— YOUR INSTRUCTIONS —
Taking the line with "pub enum KeygenError" as the first and the line with "pub const MAX_PREGENERATE_BYTES: usize" as the last, set down exactly every line in that range from the entries below, and no more.

Stored dataset items:
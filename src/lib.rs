//! Deterministic Keygen - reproducible key pairs from a currency and a secret
//!
//! This crate turns `(currency, secret material)` into key material that is
//! byte-for-byte identical on every run. The key engine draws randomness and
//! time from ambient sources, so generation runs inside a window where those
//! sources are redirected to a seeded, pre-expanded byte stream and a fixed
//! timestamp.

pub mod ambient;
pub mod crypto;
pub mod derivation;
pub mod engine;

pub use derivation::{KeyDeriver, KeyMaterial};

use crypto::BlockFunction;
use engine::{Algorithm, FallbackStrategy};
use thiserror::Error;

/// Main error type for key derivation operations
#[derive(Error, Debug)]
pub enum KeygenError {
    #[error("Derivation error: {0}")]
    Derivation(#[from] derivation::DerivationError),

    #[error("Configuration error: {0}")]
    Config(String),

    #[error("Serialization error: {0}")]
    Serialization(#[from] serde_json::Error),
}

pub type Result<T> = std::result::Result<T, KeygenError>;

/// Default size of the pre-generated deterministic stream (2 MiB)
pub const DEFAULT_PREGENERATE_BYTES: usize = 2 * 1024 * 1024;

/// Largest accepted `pregenerate_bytes` (256 MiB)
pub const MAX_PREGENERATE_BYTES: usize = 256 * 1024 * 1024;

/// Default creation timestamp embedded in every key (2020-09-13T12:26:40Z)
pub const DEFAULT_CREATION_TIMESTAMP: u64 = 1_600_000_000;

/// Configuration for a [`KeyDeriver`]
#[derive(Debug, Clone, PartialEq, Eq, serde::Serialize, serde::Deserialize)]
#[serde(default)]
pub struct DeriverConfig {
    /// Bytes of deterministic stream expanded before each generation
    pub pregenerate_bytes: usize,

    /// Fixed key creation time (Unix seconds)
    pub creation_timestamp: u64,

    /// Upper bound on one engine call (milliseconds)
    pub timeout_ms: u64,

    /// Identity label bound into keys by `generate`
    pub identity_label: String,

    /// Key algorithm requested from the engine
    pub algorithm: Algorithm,

    /// Block construction of the deterministic stream
    pub block_function: BlockFunction,

    /// How the native key primitive is intercepted
    pub fallback_strategy: FallbackStrategy,
}

impl Default for DeriverConfig {
    fn default() -> Self {
        Self {
            pregenerate_bytes: DEFAULT_PREGENERATE_BYTES,
            creation_timestamp: DEFAULT_CREATION_TIMESTAMP,
            timeout_ms: 30_000, // 30 s
            identity_label: "Deterministic Key".to_string(),
            algorithm: Algorithm::default(),
            block_function: BlockFunction::default(),
            fallback_strategy: FallbackStrategy::default(),
        }
    }
}

impl DeriverConfig {
    /// Parse from JSON; missing fields take their defaults
    pub fn from_json(json: &str) -> Result<Self> {
        let config: Self = serde_json::from_str(json)?;
        config.validate().map_err(KeygenError::Config)?;
        Ok(config)
    }

    /// Check the values are usable
    pub fn validate(&self) -> std::result::Result<(), String> {
        if self.pregenerate_bytes == 0 {
            return Err("pregenerate_bytes must be greater than zero".to_string());
        }
        if self.pregenerate_bytes > MAX_PREGENERATE_BYTES {
            return Err(format!(
                "pregenerate_bytes {} exceeds the {} byte limit",
                self.pregenerate_bytes, MAX_PREGENERATE_BYTES
            ));
        }
        if self.timeout_ms == 0 {
            return Err("timeout_ms must be greater than zero".to_string());
        }
        if self.creation_timestamp > u64::from(u32::MAX) {
            return Err(format!(
                "creation_timestamp {} does not fit in 32 bits",
                self.creation_timestamp
            ));
        }
        Ok(())
    }
}

/// Derive key material for `(currency, secret_hex)` with the default configuration
pub async fn generate(currency: &str, secret_hex: &str) -> Result<KeyMaterial> {
    let deriver = KeyDeriver::new(DeriverConfig::default())?;
    Ok(deriver.generate(currency, secret_hex).await?)
}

— RESULT —
pub enum KeygenError {
    #[error("Derivation error: {0}")]
    Derivation(#[from] derivation::DerivationError),

    #[error("Configuration error: {0}")]
    Config(String),

    #[error("Serialization error: {0}")]
    Serialization(#[from] serde_json::Error),
}

pub type Result<T> = std::result::Result<T, KeygenError>;

/// Default size of the pre-generated deterministic stream (2 MiB)
pub const DEFAULT_PREGENERATE_BYTES: usize = 2 * 1024 * 1024;

/// Largest accepted `pregenerate_bytes` (256 MiB)
pub const MAX_PREGENERATE_BYTES: usize = 256 * 1024 * 1024;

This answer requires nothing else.